Exercise details:
Which lines in the data below contain the word "PatternRegistry"? Pull each of them out.

Dataset excerpts:

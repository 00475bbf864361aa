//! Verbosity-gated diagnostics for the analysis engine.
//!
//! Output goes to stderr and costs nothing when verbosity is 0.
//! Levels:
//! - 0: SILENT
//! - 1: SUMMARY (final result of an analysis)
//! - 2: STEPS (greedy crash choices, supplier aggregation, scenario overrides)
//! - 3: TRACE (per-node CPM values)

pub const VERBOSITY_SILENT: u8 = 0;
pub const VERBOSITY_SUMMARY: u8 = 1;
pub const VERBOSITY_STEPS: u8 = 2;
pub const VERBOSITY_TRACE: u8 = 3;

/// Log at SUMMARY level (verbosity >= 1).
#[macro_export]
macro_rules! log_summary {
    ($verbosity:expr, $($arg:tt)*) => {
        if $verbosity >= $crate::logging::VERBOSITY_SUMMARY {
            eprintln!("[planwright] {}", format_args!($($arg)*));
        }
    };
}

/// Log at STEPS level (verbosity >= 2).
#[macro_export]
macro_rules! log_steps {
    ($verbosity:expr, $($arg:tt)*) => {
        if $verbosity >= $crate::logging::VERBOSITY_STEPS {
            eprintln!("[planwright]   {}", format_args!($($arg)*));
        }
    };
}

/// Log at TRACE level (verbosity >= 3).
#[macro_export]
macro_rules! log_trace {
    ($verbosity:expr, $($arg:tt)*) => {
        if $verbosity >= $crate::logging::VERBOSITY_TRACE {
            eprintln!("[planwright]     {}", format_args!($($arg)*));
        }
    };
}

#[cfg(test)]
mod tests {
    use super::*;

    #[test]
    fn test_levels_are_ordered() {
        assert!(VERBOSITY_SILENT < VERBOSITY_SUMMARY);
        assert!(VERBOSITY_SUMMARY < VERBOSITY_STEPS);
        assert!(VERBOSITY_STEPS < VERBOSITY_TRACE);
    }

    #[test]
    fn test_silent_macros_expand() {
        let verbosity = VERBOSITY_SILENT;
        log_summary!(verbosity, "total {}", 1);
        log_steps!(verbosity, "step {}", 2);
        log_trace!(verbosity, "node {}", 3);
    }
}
--
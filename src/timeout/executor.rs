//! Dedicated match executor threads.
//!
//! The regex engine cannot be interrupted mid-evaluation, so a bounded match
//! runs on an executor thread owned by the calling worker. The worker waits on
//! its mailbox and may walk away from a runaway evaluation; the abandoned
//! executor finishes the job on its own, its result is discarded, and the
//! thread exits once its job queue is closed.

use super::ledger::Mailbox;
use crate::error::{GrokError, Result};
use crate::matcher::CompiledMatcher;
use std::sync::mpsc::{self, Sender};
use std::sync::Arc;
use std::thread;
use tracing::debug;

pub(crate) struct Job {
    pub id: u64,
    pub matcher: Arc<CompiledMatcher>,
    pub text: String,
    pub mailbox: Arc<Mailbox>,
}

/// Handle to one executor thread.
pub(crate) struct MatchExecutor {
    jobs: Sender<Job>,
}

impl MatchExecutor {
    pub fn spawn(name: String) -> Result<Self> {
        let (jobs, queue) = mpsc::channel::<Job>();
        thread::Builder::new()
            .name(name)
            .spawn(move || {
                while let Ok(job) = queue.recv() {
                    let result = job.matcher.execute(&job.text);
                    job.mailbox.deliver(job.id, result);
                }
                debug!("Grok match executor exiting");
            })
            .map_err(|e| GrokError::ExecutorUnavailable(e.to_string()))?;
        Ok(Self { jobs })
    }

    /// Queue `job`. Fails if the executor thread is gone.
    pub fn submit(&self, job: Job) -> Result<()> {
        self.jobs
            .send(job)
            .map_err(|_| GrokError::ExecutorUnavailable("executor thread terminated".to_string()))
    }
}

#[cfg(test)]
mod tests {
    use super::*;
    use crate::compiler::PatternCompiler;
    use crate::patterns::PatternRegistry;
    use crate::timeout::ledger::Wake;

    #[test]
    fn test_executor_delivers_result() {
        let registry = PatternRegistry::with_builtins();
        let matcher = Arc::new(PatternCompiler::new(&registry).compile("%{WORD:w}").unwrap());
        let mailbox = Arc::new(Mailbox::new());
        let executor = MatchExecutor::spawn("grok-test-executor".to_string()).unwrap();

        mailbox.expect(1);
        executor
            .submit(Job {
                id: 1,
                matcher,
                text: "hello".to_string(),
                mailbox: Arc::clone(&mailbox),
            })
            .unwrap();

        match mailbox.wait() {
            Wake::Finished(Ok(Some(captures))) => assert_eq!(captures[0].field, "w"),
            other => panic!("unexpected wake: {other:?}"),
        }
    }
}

Answer space:
    use crate::patterns::PatternRegistry;
        let registry = PatternRegistry::with_builtins();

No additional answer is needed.